Prelutsky appealed, submitting an affidavit from the owner of the Aspen home, who stated she did not see Prelutsky fall, but he did not appear intoxicated before the fall. The owner speculated that Prelutsky tripped over his ski pants.

The insurer obtained an independent medical records review. Citing medical treatises, the physician noted that at "0.25% BAC, the individual needs assistance in walking, and experiences total mental confusion." Because Prelutsky's BAC was .281 at the time, the physician opined that intoxication most probably contributed to the fall. The insurer upheld its claim decision.

Prelutsky filed suit. On cross-motions for judgment, the court noted that the insurer had a minimal burden of proof (i.e., to show that the injury was "related to" intoxication) and that the deferential standard of review applicable in ERISA cases applied. But the court granted judgment for Prelutsky, finding the insurer's decision to be both de novo wrong and an abuse of discretion.

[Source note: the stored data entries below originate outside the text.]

//! Connection lifecycle management
//!
//! Owns exactly one transport at a time, no matter how many logical
//! consumers share the manager. Consumers attach and detach through
//! reference counting; the socket is only torn down when the last one
//! leaves. Unplanned drops are retried with exponential backoff, and a
//! successful reconnect first flushes the offline queue, then re-issues
//! the resume candidate.

use std::sync::Arc;
use std::time::Duration;

use parking_lot::Mutex;

use crate::config::SyncConfig;
use crate::messages::Message;
use crate::registry::{Subscription, SubscriptionRegistry};
use crate::session::SessionState;
use crate::tracker::ErrorTracker;
use crate::transport::{
    Transport, TransportEvent, TransportEventReceiver, TransportEventSender, TransportFactory,
};

/// Connection lifecycle states
#[derive(Debug, Clone, Copy, PartialEq, Eq)]
pub enum ConnectionState {
    Disconnected,
    Connecting,
    Connected,
    Error,
}

/// A reconnect attempt waiting for its backoff delay to elapse
#[derive(Debug, Clone, Copy, PartialEq, Eq)]
pub struct ScheduledReconnect {
    /// 0-based attempt index
    pub attempt: u32,
    pub delay: Duration,
}

/// Backoff delay for the given 0-based attempt index
///
/// `d(n) = min(initial × multiplier^n, max)`
pub fn reconnect_delay(config: &SyncConfig, attempt: u32) -> Duration {
    let factor = config.backoff_multiplier.powi(attempt.min(i32::MAX as u32) as i32);
    let delay_ms = (config.initial_reconnect_delay.as_millis() as f64 * factor)
        .min(config.max_reconnect_delay.as_millis() as f64);
    Duration::from_millis(delay_ms as u64)
}

struct ManagerState {
    connection: ConnectionState,
    transport: Option<Box<dyn Transport>>,
    owners: usize,
    reconnect_attempts: u32,
    scheduled: Option<ScheduledReconnect>,
    manual_disconnect: bool,
}

struct ManagerInner {
    config: SyncConfig,
    factory: Box<dyn TransportFactory>,
    session: Arc<SessionState>,
    registry: SubscriptionRegistry,
    tracker: Arc<ErrorTracker>,
    state: Mutex<ManagerState>,
    events_tx: TransportEventSender,
    events_rx: Mutex<Option<TransportEventReceiver>>,
}

/// Manages the single connection to the sync server
///
/// Cheaply cloneable handle; clones share the same underlying state.
/// All transport events are processed sequentially through
/// [`ConnectionManager::handle_event`], driven either by the async
/// event pump or manually via [`ConnectionManager::process_pending`].
#[derive(Clone)]
pub struct ConnectionManager {
    inner: Arc<ManagerInner>,
}
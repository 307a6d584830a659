use log::{debug, info, trace};
use rand::rngs::StdRng;
use rand::SeedableRng;
use std::time::{Duration, Instant};

mod board;
mod camera;
mod cell;
mod error;
mod grid;
mod input;

pub use board::{Board, BoardConfig, BoardSnapshot, GameStatus, RevealOutcome};
pub use camera::Camera;
pub use cell::{Cell, CellView};
pub use error::{GameError, Result};
pub use grid::{CellPos, Grid};
pub use input::{InputEvent, InputState};

use crate::config::Config;

/// What the main loop should do after handling an input event.
#[derive(Debug, Copy, Clone, PartialEq, Eq)]
pub enum LoopAction {
    /// Keep running.
    Continue,
    /// Close the window and exit.
    Exit,
}

/// Game controller: owns the current board and starts a new round when one
/// ends.
#[derive(Debug, Clone)]
pub struct Game {
    /// Current board. Its configuration is reused for every new board.
    board: Board,
    /// Mapping between cells and window pixels.
    camera: Camera,
    /// How long a finished board stays on screen.
    reset_delay: Duration,
    /// Frame time at which the current round was first seen to be over.
    finished_at: Option<Instant>,
    /// Number of the current round, starting at 1.
    round: u64,
    /// Source of randomness for mine placement.
    rng: StdRng,
}
impl Game {
    /// Validates the configuration and starts the first round.
    pub fn new(config: &Config) -> Result<Self> {
        Self::with_rng(config, StdRng::from_entropy())
    }
    /// Same as [`Game::new()`], but boards are generated from a fixed seed.
    #[cfg(test)]
    pub fn with_seed(config: &Config, seed: u64) -> Result<Self> {
        Self::with_rng(config, StdRng::seed_from_u64(seed))
    }
    fn with_rng(config: &Config, mut rng: StdRng) -> Result<Self> {
        let board = Board::new(config.validate()?, &mut rng);
        let game = Self {
            camera: Camera::new(config.cell_size, (board.width(), board.height())),
            board,
            reset_delay: config.reset_delay,
            finished_at: None,
            round: 1,
            rng,
        };
        game.log_round_start();
        Ok(game)
    }

    /// Returns the current board.
    pub fn board(&self) -> &Board {
        &self.board
    }
    /// Returns the camera.
    pub fn camera(&self) -> Camera {
        self.camera
    }
    /// Sets the size in pixels of the area the board is drawn onto.
    pub fn set_target_dimensions(&mut self, dimensions: (u32, u32)) {
        self.camera.set_target_dimensions(dimensions);
    }
    /// Returns the number of the current round, starting at 1.
    pub fn round(&self) -> u64 {
        self.round
    }

    /// Returns the window title for the current state of the round.
    pub fn title(&self) -> String {
        match self.board.status() {
            GameStatus::InProgress => crate::TITLE.to_owned(),
            GameStatus::Lost => format!("{} - Boom!", crate::TITLE),
            GameStatus::Won => format!("{} - Cleared!", crate::TITLE),
        }
    }

    /// Handles one input event.
    ///
    /// Clicks outside the board, on revealed cells, or on a finished board
    /// are ignored.
    pub fn handle_input(&mut self, ev: InputEvent) -> LoopAction {
        match ev {
            InputEvent::Quit => {
                info!("Quit requested");
                return LoopAction::Exit;
            }
            InputEvent::PrimaryClick(x, y) => self.handle_primary_click((x, y)),
            InputEvent::SecondaryClick(x, y) => {
                // Reserved for flagging, which is not implemented. The click
                // is acknowledged and has no effect.
                trace!("Ignoring secondary click at ({}, {})", x, y);
            }
        }
        LoopAction::Continue
    }

    fn handle_primary_click(&mut self, pixel: (f64, f64)) {
        let pos = match self.camera.pixel_to_cell(pixel) {
            Some(pos) => pos,
            None => {
                debug!("Ignoring click outside the board at {:?}", pixel);
                return;
            }
        };
        match self.board.reveal(pos) {
            Ok(RevealOutcome::HitMine) => {
                info!("Round {} lost: hit a mine at ({}, {})", self.round, pos.0, pos.1);
            }
            Ok(RevealOutcome::Won) => info!("Round {} won", self.round),
            Ok(RevealOutcome::Revealed) => debug!(
                "Revealed ({}, {}); {} of {} safe cells uncovered",
                pos.0,
                pos.1,
                self.board.revealed_count(),
                self.board.config().safe_cells(),
            ),
            Ok(RevealOutcome::NoChange) => (),
            Err(e) => debug!("Ignoring click on ({}, {}): {}", pos.0, pos.1, e),
        }
    }

    /// Advances game time to `now`. Once a round has been over for the reset
    /// delay, the board is replaced with a fresh one.
    pub fn do_frame(&mut self, now: Instant) {
        if !self.board.status().is_finished() {
            return;
        }
        match self.finished_at {
            None => self.finished_at = Some(now),
            Some(t) if now.saturating_duration_since(t) >= self.reset_delay => self.reset(),
            Some(_) => (),
        }
    }

    /// Discards the current board and starts a new round with the same
    /// configuration.
    pub fn reset(&mut self) {
        self.board = Board::new(self.board.config(), &mut self.rng);
        self.finished_at = None;
        self.round += 1;
        self.log_round_start();
    }

    fn log_round_start(&self) {
        info!(
            "Round {} started: {}x{} board with {} mines",
            self.round,
            self.board.width(),
            self.board.height(),
            self.board.mine_count(),
        );
    }
}

#[cfg(test)]
mod tests {
    use super::*;

    fn small_config() -> Config {
        Config {
            width: 4,
            height: 3,
            mines: 2,
            cell_size: 10,
            ..Config::default()
        }
    }

    fn find_cell(game: &Game, is_mine: bool) -> CellPos {
        game.board()
            .snapshot()
            .cells()
            .find(|(_, cell)| cell.is_mine() == is_mine)
            .map(|(pos, _)| pos)
            .unwrap()
    }

    fn click_center(game: &mut Game, pos: CellPos) -> LoopAction {
        let origin = game.camera().cell_origin(pos);
        let half = f64::from(game.camera().cell_size()) / 2.0;
        game.handle_input(InputEvent::PrimaryClick(
            f64::from(origin.x) + half,
            f64::from(origin.y) + half,
        ))
    }

    #[test]
    fn test_invalid_config_is_fatal() {
        let config = Config {
            mines: 12,
            ..small_config()
        };
        assert!(matches!(
            Game::new(&config),
            Err(GameError::InvalidConfiguration(_)),
        ));
    }

    #[test]
    fn test_primary_click_reveals_cell_under_cursor() {
        let mut game = Game::with_seed(&small_config(), 1).unwrap();
        let safe = find_cell(&game, false);

        assert_eq!(click_center(&mut game, safe), LoopAction::Continue);
        assert!(game.board().cell(safe).unwrap().is_revealed());
    }

    #[test]
    fn test_clicks_outside_board_are_absorbed() {
        let mut game = Game::with_seed(&small_config(), 2).unwrap();
        let before = game.board().snapshot();

        for (x, y) in [(-1.0, 5.0), (5.0, -1.0), (40.0, 5.0), (5.0, 30.0), (1e12, 1e12)] {
            assert_eq!(
                game.handle_input(InputEvent::PrimaryClick(x, y)),
                LoopAction::Continue,
            );
        }
        assert_eq!(game.board().snapshot(), before);
    }

    #[test]
    fn test_secondary_click_does_nothing() {
        let mut game = Game::with_seed(&small_config(), 3).unwrap();
        let before = game.board().snapshot();
        let mine = find_cell(&game, true);
        let origin = game.camera().cell_origin(mine);

        let action = game.handle_input(InputEvent::SecondaryClick(
            f64::from(origin.x) + 1.0,
            f64::from(origin.y) + 1.0,
        ));
        assert_eq!(action, LoopAction::Continue);
        assert_eq!(game.board().snapshot(), before);
    }

    #[test]
    fn test_quit_exits() {
        let mut game = Game::with_seed(&small_config(), 4).unwrap();
        assert_eq!(game.handle_input(InputEvent::Quit), LoopAction::Exit);
    }

    #[test]
    fn test_finished_round_resets_after_delay() {
        let config = small_config();
        let mut game = Game::with_seed(&config, 5).unwrap();
        let start = Instant::now();

        game.do_frame(start);
        assert_eq!(game.round(), 1);

        let mine = find_cell(&game, true);
        click_center(&mut game, mine);
        assert_eq!(game.board().status(), GameStatus::Lost);
        assert_eq!(game.title(), format!("{} - Boom!", crate::TITLE));

        // Further clicks are rejected by the finished board.
        let lost = game.board().snapshot();
        let safe = find_cell(&game, false);
        click_center(&mut game, safe);
        assert_eq!(game.board().snapshot(), lost);

        game.do_frame(start);
        game.do_frame(start + config.reset_delay / 2);
        assert_eq!(game.round(), 1);
        assert_eq!(game.board().status(), GameStatus::Lost);

        game.do_frame(start + config.reset_delay);
        assert_eq!(game.round(), 2);
        assert_eq!(game.board().status(), GameStatus::InProgress);
        assert_eq!(game.board().revealed_count(), 0);
        assert_eq!(game.board().config(), config.validate().unwrap());
        assert_eq!(game.title(), crate::TITLE);
    }

    #[test]
    fn test_won_round_resets() {
        let mut game = Game::with_seed(&small_config(), 6).unwrap();
        let safe: Vec<CellPos> = game
            .board()
            .snapshot()
            .cells()
            .filter(|(_, cell)| !cell.is_mine())
            .map(|(pos, _)| pos)
            .collect();
        for pos in safe {
            click_center(&mut game, pos);
        }
        assert_eq!(game.board().status(), GameStatus::Won);
        assert_eq!(game.title(), format!("{} - Cleared!", crate::TITLE));

        let t = Instant::now();
        game.do_frame(t);
        game.do_frame(t + Duration::from_secs(5));
        assert_eq!(game.round(), 2);
        assert_eq!(game.board().status(), GameStatus::InProgress);
    }

    #[test]
    fn test_clicks_follow_resized_window() {
        let mut game = Game::with_seed(&small_config(), 7).unwrap();
        assert_eq!(game.camera().board_size_pixels(), (40, 30));
        game.set_target_dimensions((80, 60));

        // Cells are now drawn 20 pixels wide.
        let safe = find_cell(&game, false);
        let (x, y) = (f64::from(safe.0) * 20.0 + 10.0, f64::from(safe.1) * 20.0 + 10.0);
        game.handle_input(InputEvent::PrimaryClick(x, y));
        assert!(game.board().cell(safe).unwrap().is_revealed());

        let before = game.board().snapshot();
        game.handle_input(InputEvent::PrimaryClick(80.0, 10.0));
        assert_eq!(game.board().snapshot(), before);
    }
}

The court found the evidence sufficient to establish that Prelutsky was intoxicated at the time of the fall, stating it was reasonable to place more weight on the medical evidence than the homeowner's personal opinion that Prelutsky did not appear intoxicated.

The court construed the intoxication exclusion to require a causal link between Prelutsky's intoxication and his loss. Citing Capone v. Aetna Life Ins. Co., 592 F.3d 1189 (11th Cir. 2010), and cases from other jurisdictions, the court concluded the insurer could not sustain its burden by relying solely on Prelutsky's BAC and a general list of alcohol's effects. Nor would a medical expert's opinion as to causation be sufficient if based solely on such evidence.

Thus, the court concluded the insurer was required to conduct a further investigation to determine if Prelutsky's intoxication resulted in a "degradation of his physical and cognitive abilities such that the causal link can reasonably be drawn between the injury and intoxication." The court rejected the insurer's argument that, because there was no eyewitness, further investigation would not have yielded any information as to the cause of the fall.

The court suggested that Prelutsky's son and the family friends who were in the ER could have provided additional information "regarding Plaintiff's physical and mental state immediately preceding the fall." The court identified additional "facts that logically could [have been] investigated to evaluate the relationship between the intoxication and the fall," such as the volume of alcohol consumed, the type of alcohol consumed, the time period over which it was consumed, whether Prelutsky was tired as a result of physical activity, and whether he was wearing attire that might cause a fall.